Provided data =
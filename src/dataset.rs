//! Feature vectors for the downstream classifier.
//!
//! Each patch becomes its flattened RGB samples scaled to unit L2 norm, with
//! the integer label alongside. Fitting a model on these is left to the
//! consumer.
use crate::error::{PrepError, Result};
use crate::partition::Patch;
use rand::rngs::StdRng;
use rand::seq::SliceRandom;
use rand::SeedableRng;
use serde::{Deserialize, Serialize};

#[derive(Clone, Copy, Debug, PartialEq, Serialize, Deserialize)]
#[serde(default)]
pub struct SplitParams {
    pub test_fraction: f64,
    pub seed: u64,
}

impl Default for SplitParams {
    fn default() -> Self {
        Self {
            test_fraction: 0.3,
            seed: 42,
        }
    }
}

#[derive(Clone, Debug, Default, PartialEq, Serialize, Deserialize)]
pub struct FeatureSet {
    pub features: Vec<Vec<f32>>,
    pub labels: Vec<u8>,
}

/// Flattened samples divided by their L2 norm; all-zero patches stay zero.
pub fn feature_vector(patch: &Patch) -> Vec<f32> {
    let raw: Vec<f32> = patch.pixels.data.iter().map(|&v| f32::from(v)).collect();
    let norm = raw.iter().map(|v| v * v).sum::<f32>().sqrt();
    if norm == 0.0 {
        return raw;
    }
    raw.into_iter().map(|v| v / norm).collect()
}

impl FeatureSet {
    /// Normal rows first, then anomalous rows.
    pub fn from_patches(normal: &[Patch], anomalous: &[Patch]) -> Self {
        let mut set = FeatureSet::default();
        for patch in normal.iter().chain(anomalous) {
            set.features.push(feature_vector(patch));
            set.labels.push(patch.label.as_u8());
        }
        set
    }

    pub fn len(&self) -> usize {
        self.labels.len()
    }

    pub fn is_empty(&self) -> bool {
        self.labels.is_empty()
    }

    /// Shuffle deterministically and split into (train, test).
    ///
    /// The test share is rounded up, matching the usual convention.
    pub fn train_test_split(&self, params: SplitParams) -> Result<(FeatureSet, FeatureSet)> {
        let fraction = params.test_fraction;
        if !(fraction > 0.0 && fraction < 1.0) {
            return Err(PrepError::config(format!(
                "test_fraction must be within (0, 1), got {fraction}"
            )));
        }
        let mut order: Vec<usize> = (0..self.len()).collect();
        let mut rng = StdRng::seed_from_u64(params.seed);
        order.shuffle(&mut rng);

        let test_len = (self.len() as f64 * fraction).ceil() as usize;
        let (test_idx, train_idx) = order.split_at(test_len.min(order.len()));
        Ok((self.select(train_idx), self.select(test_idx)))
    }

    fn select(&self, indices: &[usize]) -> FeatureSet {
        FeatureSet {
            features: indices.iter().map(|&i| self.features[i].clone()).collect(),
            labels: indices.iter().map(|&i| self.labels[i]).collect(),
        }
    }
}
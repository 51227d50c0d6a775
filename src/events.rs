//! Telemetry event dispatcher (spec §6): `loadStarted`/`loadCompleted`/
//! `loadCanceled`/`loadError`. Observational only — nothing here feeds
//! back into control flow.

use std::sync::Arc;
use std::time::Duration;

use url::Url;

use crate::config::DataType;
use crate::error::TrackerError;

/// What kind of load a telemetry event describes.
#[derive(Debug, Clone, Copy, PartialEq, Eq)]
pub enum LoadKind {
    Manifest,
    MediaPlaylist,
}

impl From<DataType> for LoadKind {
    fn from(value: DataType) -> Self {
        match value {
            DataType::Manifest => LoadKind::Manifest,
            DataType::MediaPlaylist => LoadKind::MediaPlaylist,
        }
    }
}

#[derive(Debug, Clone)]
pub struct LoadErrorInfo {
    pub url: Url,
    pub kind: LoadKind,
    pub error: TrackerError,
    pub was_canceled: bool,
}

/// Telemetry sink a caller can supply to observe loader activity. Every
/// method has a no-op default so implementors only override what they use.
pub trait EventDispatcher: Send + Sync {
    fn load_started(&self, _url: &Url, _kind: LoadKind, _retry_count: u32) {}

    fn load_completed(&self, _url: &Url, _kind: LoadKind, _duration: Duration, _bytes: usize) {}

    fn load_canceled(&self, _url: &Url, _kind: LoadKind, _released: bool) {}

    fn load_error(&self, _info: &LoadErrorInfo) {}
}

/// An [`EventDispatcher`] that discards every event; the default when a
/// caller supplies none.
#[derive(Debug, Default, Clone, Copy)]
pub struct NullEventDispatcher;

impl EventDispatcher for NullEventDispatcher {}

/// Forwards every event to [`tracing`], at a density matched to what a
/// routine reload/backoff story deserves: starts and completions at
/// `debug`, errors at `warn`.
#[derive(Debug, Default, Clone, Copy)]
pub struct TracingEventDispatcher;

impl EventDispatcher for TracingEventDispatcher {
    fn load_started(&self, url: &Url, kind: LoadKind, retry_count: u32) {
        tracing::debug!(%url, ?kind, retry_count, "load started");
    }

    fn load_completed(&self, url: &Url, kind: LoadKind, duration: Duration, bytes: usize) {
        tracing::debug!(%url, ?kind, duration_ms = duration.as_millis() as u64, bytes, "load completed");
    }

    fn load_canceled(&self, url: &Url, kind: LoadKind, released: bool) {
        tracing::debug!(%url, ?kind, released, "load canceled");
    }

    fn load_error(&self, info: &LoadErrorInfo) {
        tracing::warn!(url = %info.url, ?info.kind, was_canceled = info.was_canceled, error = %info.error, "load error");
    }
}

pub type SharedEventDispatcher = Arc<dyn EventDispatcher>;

To do = Reproduce each line of the records in which the word "return" appears.

Answer area =
        return raw;
            return Err(PrepError::config(format!(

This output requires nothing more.